== Segment start ==

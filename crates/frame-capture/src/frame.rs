//! Video frame types and processing

use image::{imageops, GrayImage, RgbImage};

/// Decoded RGB video frame
#[derive(Debug, Clone)]
pub struct VideoFrame {
    /// RGB pixel data (width * height * 3)
    pub data: Vec<u8>,
    /// Frame width
    pub width: u32,
    /// Frame height
    pub height: u32,
    /// Media timestamp (nanoseconds from stream start)
    pub timestamp_ns: u64,
    /// Frame sequence number
    pub sequence: u32,
}

impl VideoFrame {
    /// Create a new video frame from raw RGB data
    pub fn new(data: Vec<u8>, width: u32, height: u32, timestamp_ns: u64, sequence: u32) -> Self {
        Self {
            data,
            width,
            height,
            timestamp_ns,
            sequence,
        }
    }

    /// Create a frame filled with a single color
    pub fn filled(width: u32, height: u32, rgb: [u8; 3], timestamp_ns: u64, sequence: u32) -> Self {
        let data = rgb
            .iter()
            .copied()
            .cycle()
            .take((width * height * 3) as usize)
            .collect();
        Self::new(data, width, height, timestamp_ns, sequence)
    }

    /// Whether the pixel buffer matches the declared dimensions
    pub fn is_well_formed(&self) -> bool {
        self.data.len() == (self.width as usize) * (self.height as usize) * 3
    }

    /// Convert to grayscale
    pub fn to_grayscale(&self) -> GrayFrame {
        let mut gray = Vec::with_capacity((self.width * self.height) as usize);
        for pixel in self.data.chunks_exact(3) {
            // Luminance formula: 0.299*R + 0.587*G + 0.114*B
            let y = (pixel[0] as f32 * 0.299
                   + pixel[1] as f32 * 0.587
                   + pixel[2] as f32 * 0.114) as u8;
            gray.push(y);
        }
        GrayFrame {
            data: gray,
            width: self.width,
            height: self.height,
        }
    }

    /// View the frame as an `image` buffer (copies the pixels)
    pub fn to_rgb_image(&self) -> Option<RgbImage> {
        RgbImage::from_raw(self.width, self.height, self.data.clone())
    }
}

/// Single-channel frame, the representation detectors consume
#[derive(Debug, Clone, PartialEq, Eq)]
pub struct GrayFrame {
    /// Luma values (width * height)
    pub data: Vec<u8>,
    pub width: u32,
    pub height: u32,
}

impl GrayFrame {
    pub fn new(data: Vec<u8>, width: u32, height: u32) -> Self {
        Self { data, width, height }
    }

    /// Crop a region; `None` when the region leaves the frame
    pub fn crop(&self, x: u32, y: u32, w: u32, h: u32) -> Option<GrayFrame> {
        if w == 0 || h == 0 || x + w > self.width || y + h > self.height {
            return None;
        }

        let mut cropped = Vec::with_capacity((w * h) as usize);
        for row in y..(y + h) {
            let start = (row * self.width + x) as usize;
            cropped.extend_from_slice(self.data.get(start..start + w as usize)?);
        }
        Some(GrayFrame::new(cropped, w, h))
    }

    /// Resize with bilinear filtering
    pub fn resize(&self, new_width: u32, new_height: u32) -> GrayFrame {
        match self.to_image() {
            Some(img) => {
                let filter = imageops::FilterType::Triangle;
                GrayFrame::from_image(imageops::resize(&img, new_width, new_height, filter))
            }
            None => {
                let blank = vec![0; (new_width * new_height) as usize];
                GrayFrame::new(blank, new_width, new_height)
            }
        }
    }

    /// Mean luma over the whole frame
    pub fn mean_luma(&self) -> f32 {
        if self.data.is_empty() {
            return 0.0;
        }
        self.data.iter().map(|&v| v as f32).sum::<f32>() / self.data.len() as f32
    }

    pub fn to_image(&self) -> Option<GrayImage> {
        GrayImage::from_raw(self.width, self.height, self.data.clone())
    }

    pub fn from_image(img: GrayImage) -> Self {
        let (width, height) = img.dimensions();
        Self::new(img.into_raw(), width, height)
    }
}
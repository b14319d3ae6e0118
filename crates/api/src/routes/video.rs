//! Video Upload and Analysis Routes

use std::path::PathBuf;

use axum::{
    extract::{
        multipart::{Field, MultipartRejection},
        Multipart, Query, State,
    },
    Json,
};
use chrono::{DateTime, Utc};
use serde::{Deserialize, Serialize};
use tracing::{error, info, warn};

use attention_engine::{AttentionBreakdown, TrendResult};
use storage::{AnalysisRecord, SessionStore};

use crate::error::ApiError;
use crate::pipeline::{AnalysisPipeline, PipelineReport, RenderTargets};
use crate::{AppState, SharedState};

const NO_VIDEO: &str = "No video file provided";

/// Query parameters for the upload endpoint
#[derive(Debug, Default, Deserialize)]
pub struct UploadQuery {
    /// Re-encode the upload to H.264 MP4 before analysis
    #[serde(default)]
    pub transcode: bool,
    /// Older client name for `transcode`
    #[serde(default)]
    pub save_with_opencv: bool,
}

/// Response for upload and re-analysis
#[derive(Debug, Serialize)]
pub struct AnalysisResponse {
    pub success: bool,
    pub message: String,
    #[serde(skip_serializing_if = "Option::is_none")]
    pub filepath: Option<String>,
    pub plot_url: String,
    #[serde(skip_serializing_if = "Option::is_none")]
    pub pie_url: Option<String>,
    pub stats: TrendResult,
    pub attention: AttentionBreakdown,
    pub frames: usize,
    pub analysis_id: i64,
    pub analyzed_at: DateTime<Utc>,
    #[serde(skip_serializing_if = "Option::is_none")]
    pub conversion_failed: Option<bool>,
    #[serde(skip_serializing_if = "Option::is_none")]
    pub conversion_error: Option<String>,
}

/// Upload a video, store it as the session video and analyze it
pub async fn upload_video(
    State(state): State<SharedState>,
    Query(params): Query<UploadQuery>,
    multipart: Result<Multipart, MultipartRejection>,
) -> Result<Json<AnalysisResponse>, ApiError> {
    let mut multipart =
        multipart.map_err(|_| rejected(ApiError::BadRequest(NO_VIDEO.to_string())))?;

    // Writers hold the lock from the first byte saved to the end of the run
    let (filename, saved, size, state) = loop {
        let next = multipart.next_field().await.map_err(|e| {
            rejected(ApiError::BadRequest(format!("Invalid multipart body: {}", e)))
        })?;
        let Some(mut field) = next else {
            return Err(rejected(ApiError::BadRequest(NO_VIDEO.to_string())));
        };
        if field.name() != Some("video") {
            continue;
        }

        let filename = field.file_name().unwrap_or_default().to_string();
        if filename.is_empty() {
            return Err(rejected(ApiError::BadRequest("Empty filename".to_string())));
        }

        let state = state.write().await;
        let (saved, size) = receive_video(&state.session, &mut field)
            .await
            .map_err(rejected)?;
        break (filename, saved, size, state);
    };
    info!("Received {} ({} bytes), saved to {}", filename, size, saved.display());

    let transcode = params.transcode || params.save_with_opencv || state.transcode_always;
    let pipeline = state.pipeline.clone();
    let session = state.session.clone();
    let (report, conversion_error) = tokio::task::spawn_blocking(move || {
        let conversion_error = transcode.then(|| transcode_session(&pipeline, &session)).flatten();
        let report = pipeline.run(&session.video_path(), &render_targets(&session));
        (report, conversion_error)
    })
    .await
    .map_err(|e| ApiError::Internal(format!("Analysis task failed: {}", e)))?;

    let report = report.inspect_err(|e| error!("Error processing video: {}", e))?;
    let mut response = respond(&state, report, "Video uploaded and analyzed successfully")?;
    response.filepath = Some(saved.display().to_string());
    if let Some(err) = conversion_error {
        response.conversion_failed = Some(true);
        response.conversion_error = Some(err);
    }
    Ok(Json(response))
}

/// Re-run the analysis on the stored session video
pub async fn analyze_latest(
    State(state): State<SharedState>,
) -> Result<Json<AnalysisResponse>, ApiError> {
    let state = state.write().await;
    if !state.session.has_video() {
        return Err(ApiError::NotFound("No video found for analysis".to_string()));
    }

    let pipeline = state.pipeline.clone();
    let session = state.session.clone();
    let report = tokio::task::spawn_blocking(move || {
        pipeline.run(&session.video_path(), &render_targets(&session))
    })
    .await
    .map_err(|e| ApiError::Internal(format!("Analysis task failed: {}", e)))?
    .inspect_err(|e| error!("Error analyzing video: {}", e))?;

    Ok(Json(respond(&state, report, "Video analyzed successfully")?))
}

/// Count and log an upload turned away before analysis
fn rejected(err: ApiError) -> ApiError {
    metrics::counter!("attention_upload_failures_total").increment(1);
    error!("Rejected upload: {}", err);
    err
}

/// Stream the field into the session slot; returns the path and byte count
async fn receive_video(
    session: &SessionStore,
    field: &mut Field<'_>,
) -> Result<(PathBuf, u64), ApiError> {
    let mut upload = session.begin_video().await?;
    loop {
        let chunk = match field.chunk().await {
            Ok(Some(chunk)) => chunk,
            Ok(None) => break,
            Err(e) => {
                upload.abort().await;
                return Err(ApiError::BadRequest(format!("Failed to read upload: {}", e)));
            }
        };
        if let Err(e) = upload.write_chunk(&chunk).await {
            upload.abort().await;
            return Err(e.into());
        }
    }

    let size = upload.bytes_written();
    Ok((upload.commit().await?, size))
}

/// Transcode the session video in place; returns the error text on failure
fn transcode_session(pipeline: &AnalysisPipeline, session: &SessionStore) -> Option<String> {
    let result = pipeline
        .transcode(&session.video_path(), &session.transcoded_path())
        .map_err(|e| e.to_string())
        .and_then(|()| session.promote_transcoded().map_err(|e| e.to_string()));

    match result {
        Ok(path) => {
            info!("Transcoded session video to {}", path.display());
            None
        }
        Err(e) => {
            warn!("Transcoding failed, analyzing the original upload: {}", e);
            session.discard_transcoded();
            Some(e)
        }
    }
}

fn render_targets(session: &SessionStore) -> RenderTargets {
    RenderTargets {
        plot: session.plot_path(),
        pie: Some(session.pie_path()),
    }
}

fn respond(
    state: &AppState,
    report: PipelineReport,
    message: &str,
) -> Result<AnalysisResponse, ApiError> {
    let config = state.session.config();
    let plot_url = format!("/plots/{}", config.plot_file);
    let pie_url = report.pie_path.as_ref().map(|_| format!("/plots/{}", config.pie_file));

    let record = AnalysisRecord {
        id: 0,
        analyzed_at: Utc::now(),
        source: report.source.display().to_string(),
        frames: report.frames,
        elapsed_seconds: report.elapsed_seconds,
        stats: report.analysis.stats.clone(),
        attention: report.analysis.attention,
        plot_file: config.plot_file.clone(),
        pie_file: pie_url.as_ref().map(|_| config.pie_file.clone()),
    };
    let analyzed_at = record.analyzed_at;
    let analysis_id = state.history.insert(record)?;

    Ok(AnalysisResponse {
        success: true,
        message: message.to_string(),
        filepath: None,
        plot_url,
        pie_url,
        stats: report.analysis.stats,
        attention: report.analysis.attention,
        frames: report.frames,
        analysis_id,
        analyzed_at,
        conversion_failed: None,
        conversion_error: None,
    })
}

== Segment end ==

# TASK DESCRIPTION
The answer should consist of all lines from the records above that hold the word "UploadQuery".

# RESPONSE
pub struct UploadQuery {
    Query(params): Query<UploadQuery>,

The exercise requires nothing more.